[Stored items]

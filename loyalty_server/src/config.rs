use std::{env, fmt::Display, str::FromStr, time::Duration};

use log::*;
use loyalty_common::{helpers::parse_boolean_flag, Secret};
use loyalty_engine::DispatcherConfig;
use rand::{thread_rng, RngCore};

const DEFAULT_LPS_HOST: &str = "127.0.0.1";
const DEFAULT_LPS_PORT: u16 = 8080;
const DEFAULT_MAX_CONNECTIONS: u32 = 25;
const DEFAULT_ACCRUAL_URL: &str = "http://127.0.0.1:8081";
const DEFAULT_TOKEN_LIFETIME: Duration = Duration::from_secs(24 * 60 * 60);

#[derive(Clone, Debug)]
pub struct ServerConfig {
    pub host: String,
    pub port: u16,
    pub database_url: Secret<String>,
    /// The size of the connection pool shared by the request handlers and the reconciliation workers.
    pub database_max_connections: u32,
    /// Base URL of the accrual authority, e.g. `http://accrual:8081`.
    pub accrual_url: String,
    pub dispatcher: DispatcherConfig,
    /// If true, orders that are still `NEW` or `PROCESSING` are queued for reconciliation at startup.
    pub resume_unsettled: bool,
    pub auth: AuthConfig,
}

impl Default for ServerConfig {
    fn default() -> Self {
        Self {
            host: DEFAULT_LPS_HOST.to_string(),
            port: DEFAULT_LPS_PORT,
            database_url: Secret::default(),
            database_max_connections: DEFAULT_MAX_CONNECTIONS,
            accrual_url: DEFAULT_ACCRUAL_URL.to_string(),
            dispatcher: DispatcherConfig::default(),
            resume_unsettled: true,
            auth: AuthConfig::default(),
        }
    }
}

impl ServerConfig {
    pub fn new(host: &str, port: u16) -> Self {
        Self { host: host.to_string(), port, ..Default::default() }
    }

    /// The HTTP client timeout for the accrual authority. Twice the per-call deadline, so the workers' own deadline
    /// always fires first.
    pub fn accrual_client_timeout(&self) -> Duration {
        self.dispatcher.accrual_timeout.saturating_mul(2)
    }

    pub fn from_env_or_default() -> Self {
        let host = env::var("LPS_HOST").ok().unwrap_or_else(|| DEFAULT_LPS_HOST.into());
        let port = parse_env("LPS_PORT", DEFAULT_LPS_PORT);
        let database_url = env::var("LPS_DATABASE_URL").ok().unwrap_or_else(|| {
            error!("🪛️ LPS_DATABASE_URL is not set. Please set it to the URL for the loyalty database.");
            String::default()
        });
        let database_max_connections = parse_env("LPS_DATABASE_MAX_CONNECTIONS", DEFAULT_MAX_CONNECTIONS);
        let accrual_url = env::var("LPS_ACCRUAL_URL").ok().unwrap_or_else(|| {
            info!("🪛️ LPS_ACCRUAL_URL is not set. Using the default, {DEFAULT_ACCRUAL_URL}.");
            DEFAULT_ACCRUAL_URL.into()
        });
        let dispatcher = configure_dispatcher();
        let resume_unsettled = parse_boolean_flag(env::var("LPS_RESUME_UNSETTLED").ok(), true);
        let auth = AuthConfig::from_env_or_default();
        Self {
            host,
            port,
            database_url: Secret::new(database_url),
            database_max_connections,
            accrual_url,
            dispatcher,
            resume_unsettled,
            auth,
        }
    }
}

fn configure_dispatcher() -> DispatcherConfig {
    let defaults = DispatcherConfig::default();
    let workers = parse_env("LPS_RECONCILE_WORKERS", defaults.workers);
    let workers = if workers == 0 {
        warn!("🪛️ LPS_RECONCILE_WORKERS must be at least 1. Using 1 worker.");
        1
    } else {
        workers
    };
    let accrual_timeout = parse_env("LPS_ACCRUAL_TIMEOUT", defaults.accrual_timeout.as_secs());
    let max_polls = parse_env("LPS_ACCRUAL_MAX_POLLS", defaults.max_polls).max(1);
    let poll_interval = parse_env("LPS_ACCRUAL_POLL_INTERVAL", defaults.poll_interval.as_secs());
    DispatcherConfig {
        workers,
        accrual_timeout: Duration::from_secs(accrual_timeout),
        max_polls,
        poll_interval: Duration::from_secs(poll_interval),
    }
}

fn token_lifetime_from_hours(hours: u64) -> Duration {
    Duration::from_secs(hours.saturating_mul(3600))
}

/// Reads `name` from the environment, falling back to `default` (with a log message) if it is missing or invalid.
fn parse_env<T>(name: &str, default: T) -> T
where
    T: FromStr + Display,
    T::Err: Display,
{
    match env::var(name) {
        Ok(s) => s.trim().parse::<T>().unwrap_or_else(|e| {
            error!("🪛️ {s} is not a valid value for {name}. {e} Using the default, {default}, instead.");
            default
        }),
        Err(_) => {
            debug!("🪛️ {name} is not set. Using the default, {default}.");
            default
        },
    }
}

//-------------------------------------------------  AuthConfig  -------------------------------------------------------
#[derive(Clone, Debug)]
pub struct AuthConfig {
    /// The HMAC key used to sign and verify session tokens.
    pub jwt_secret: Secret<String>,
    /// How long a session token stays valid after login.
    pub token_lifetime: Duration,
}

impl Default for AuthConfig {
    fn default() -> Self {
        warn!(
            "🚨️🚨️🚨️ The JWT secret has not been set. I'm using a random value for this session. All sessions will be \
             invalidated when the server restarts. DO NOT operate on production like this. 🚨️🚨️🚨️"
        );
        let mut key = [0u8; 32];
        thread_rng().fill_bytes(&mut key);
        let secret = key.iter().map(|b| format!("{b:02x}")).collect::<String>();
        Self { jwt_secret: Secret::new(secret), token_lifetime: DEFAULT_TOKEN_LIFETIME }
    }
}

impl AuthConfig {
    pub fn new(secret: &str, token_lifetime: Duration) -> Self {
        Self { jwt_secret: Secret::new(secret.to_string()), token_lifetime }
    }

    pub fn from_env_or_default() -> Self {
        let hours = parse_env("LPS_TOKEN_LIFETIME", DEFAULT_TOKEN_LIFETIME.as_secs() / 3600);
        let token_lifetime = token_lifetime_from_hours(hours);
        match env::var("LPS_JWT_SECRET") {
            Ok(s) if !s.trim().is_empty() => Self::new(s.trim(), token_lifetime),
            _ => Self { token_lifetime, ..Self::default() },
        }
    }
}
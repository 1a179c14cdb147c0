//! Loyalty Engine
//!
//! The loyalty engine keeps the books for a loyalty points programme. Users upload the numbers of purchase orders; an
//! external accrual authority decides how many points each order is worth; users spend their points by withdrawing
//! them against new purchase order numbers.
//!
//! The library is divided into these sections:
//! 1. Ledger storage ([`mod@db`]). The [`LedgerStore`] trait is the transactional contract for users, orders and
//!    withdrawals. [`PostgresDatabase`] is the production backend and [`MemoryLedger`] an in-process one for tests.
//!    The data types used by the ledger are defined in [`db_types`] and are public.
//! 2. The accrual authority adapter ([`mod@accrual`]).
//! 3. Background reconciliation ([`mod@reconciliation`]). A fixed pool of workers fetches accruals for new orders and
//!    applies them to the ledger.
//! 4. The public API ([`OrderService`] and [`AccountApi`]) used by the HTTP server.
pub mod accrual;
mod db;
pub mod db_types;
pub mod helpers;
mod lps_api;
pub mod reconciliation;

#[cfg(all(feature = "postgres", any(feature = "test_utils", test)))]
pub mod test_utils;

pub use accrual::{AccrualApi, AccrualClient, AccrualError, AccrualResult, AccrualStatus};
pub use db::{
    memory::MemoryLedger,
    traits::{LedgerError, LedgerStore},
};
#[cfg(feature = "postgres")]
pub use db::postgres::PostgresDatabase;
pub use lps_api::{
    accounts_api::AccountApi,
    errors::OrderServiceError,
    order_service::{OrderService, SubmitOrderResult},
};
pub use reconciliation::{DispatcherConfig, DispatcherHandle, ReconciliationDispatcher};
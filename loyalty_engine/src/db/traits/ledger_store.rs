use async_trait::async_trait;
use thiserror::Error;

use crate::db_types::{
    AccrualUpdate,
    Balance,
    NewUser,
    Order,
    OrderNumber,
    OrderStatusType,
    Points,
    UserAccount,
    UserId,
    Withdrawal,
};

#[derive(Debug, Clone, Error)]
pub enum LedgerError {
    #[error("Order {0} has already been uploaded")]
    DuplicateOrder(OrderNumber),
    #[error("The login '{0}' is already taken")]
    LoginTaken(String),
    #[error("Insufficient balance. Balance: {balance}, required: {required}")]
    InsufficientBalance { balance: Points, required: Points },
    #[error("Not found: {0}")]
    NotFound(String),
    #[error("Order {0} has already been settled")]
    OrderAlreadySettled(OrderNumber),
    #[error("Order {order_id} does not belong to user {user_id}")]
    OrderOwnerMismatch { order_id: i64, user_id: UserId },
    #[error("An order cannot move from {from} to {to}")]
    IllegalStatusTransition { from: OrderStatusType, to: OrderStatusType },
    #[error("Order number {0} cannot be used for a withdrawal")]
    WithdrawalNumberInUse(OrderNumber),
    #[error("Invalid amount: {0}")]
    InvalidAmount(Points),
    #[error("Storage error: {0}")]
    Storage(String),
}

impl From<sqlx::Error> for LedgerError {
    fn from(e: sqlx::Error) -> Self {
        LedgerError::Storage(e.to_string())
    }
}

/// The `LedgerStore` trait defines the transactional operations on users, orders and withdrawals.
///
/// Every operation that reads and then writes a balance or an order status does so in a single transaction, holding an
/// exclusive lock on each row involved. When both an order and its owner are touched, the order is locked first.
#[async_trait]
pub trait LedgerStore: Clone + Send + Sync + 'static {
    /// Creates a new user with a zero balance. Fails with [`LedgerError::LoginTaken`] if the login exists.
    async fn create_user(&self, user: NewUser) -> Result<UserAccount, LedgerError>;

    async fn fetch_user(&self, user_id: UserId) -> Result<Option<UserAccount>, LedgerError>;

    async fn fetch_user_by_login(&self, login: &str) -> Result<Option<UserAccount>, LedgerError>;

    async fn fetch_balance(&self, user_id: UserId) -> Result<Balance, LedgerError>;

    /// Stores a new order in the `NEW` state.
    ///
    /// Uniqueness of the order number is enforced by the store itself, not by a prior lookup, so that exactly one of
    /// several concurrent submissions of the same number succeeds. The others receive [`LedgerError::DuplicateOrder`].
    async fn create_order(&self, number: &OrderNumber, user_id: UserId) -> Result<Order, LedgerError>;

    /// An unlocked read. The answer may be stale by the time the caller acts on it.
    async fn fetch_order_by_number(&self, number: &OrderNumber) -> Result<Option<Order>, LedgerError>;

    /// Applies the result of a reconciliation to an order and, for a positive `PROCESSED` reward, to its owner's
    /// balance.
    ///
    /// An order that is already terminal is never touched again; the call fails with
    /// [`LedgerError::OrderAlreadySettled`], so a duplicate application can never credit the balance twice.
    async fn apply_accrual(&self, update: AccrualUpdate) -> Result<Order, LedgerError>;

    /// Debits `amount` from the user's balance, adds it to the lifetime `withdrawn` total and records the withdrawal.
    ///
    /// The balance check and the debit happen under the same row lock. Nothing changes if the balance is too low.
    async fn withdraw(&self, user_id: UserId, number: &OrderNumber, amount: Points) -> Result<Withdrawal, LedgerError>;

    /// The user's orders, oldest first.
    async fn fetch_orders_for_user(&self, user_id: UserId) -> Result<Vec<Order>, LedgerError>;

    /// The user's withdrawals, oldest first.
    async fn fetch_withdrawals_for_user(&self, user_id: UserId) -> Result<Vec<Withdrawal>, LedgerError>;

    /// All orders still in `NEW` or `PROCESSING`, oldest first.
    async fn fetch_unsettled_orders(&self) -> Result<Vec<Order>, LedgerError>;

    async fn close(&self);
}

WHAT TO DO: The reply should hold only the lines from the top of the records through the line that has "const DEFAULT_MAX_CONNECTIONS: u32 = 25;", each one exact.

THE COMPLETED TASK:
filename loyalty_server/src/config.rs
use std::{env, fmt::Display, str::FromStr, time::Duration};

use log::*;
use loyalty_common::{helpers::parse_boolean_flag, Secret};
use loyalty_engine::DispatcherConfig;
use rand::{thread_rng, RngCore};

const DEFAULT_LPS_HOST: &str = "127.0.0.1";
const DEFAULT_LPS_PORT: u16 = 8080;
const DEFAULT_MAX_CONNECTIONS: u32 = 25;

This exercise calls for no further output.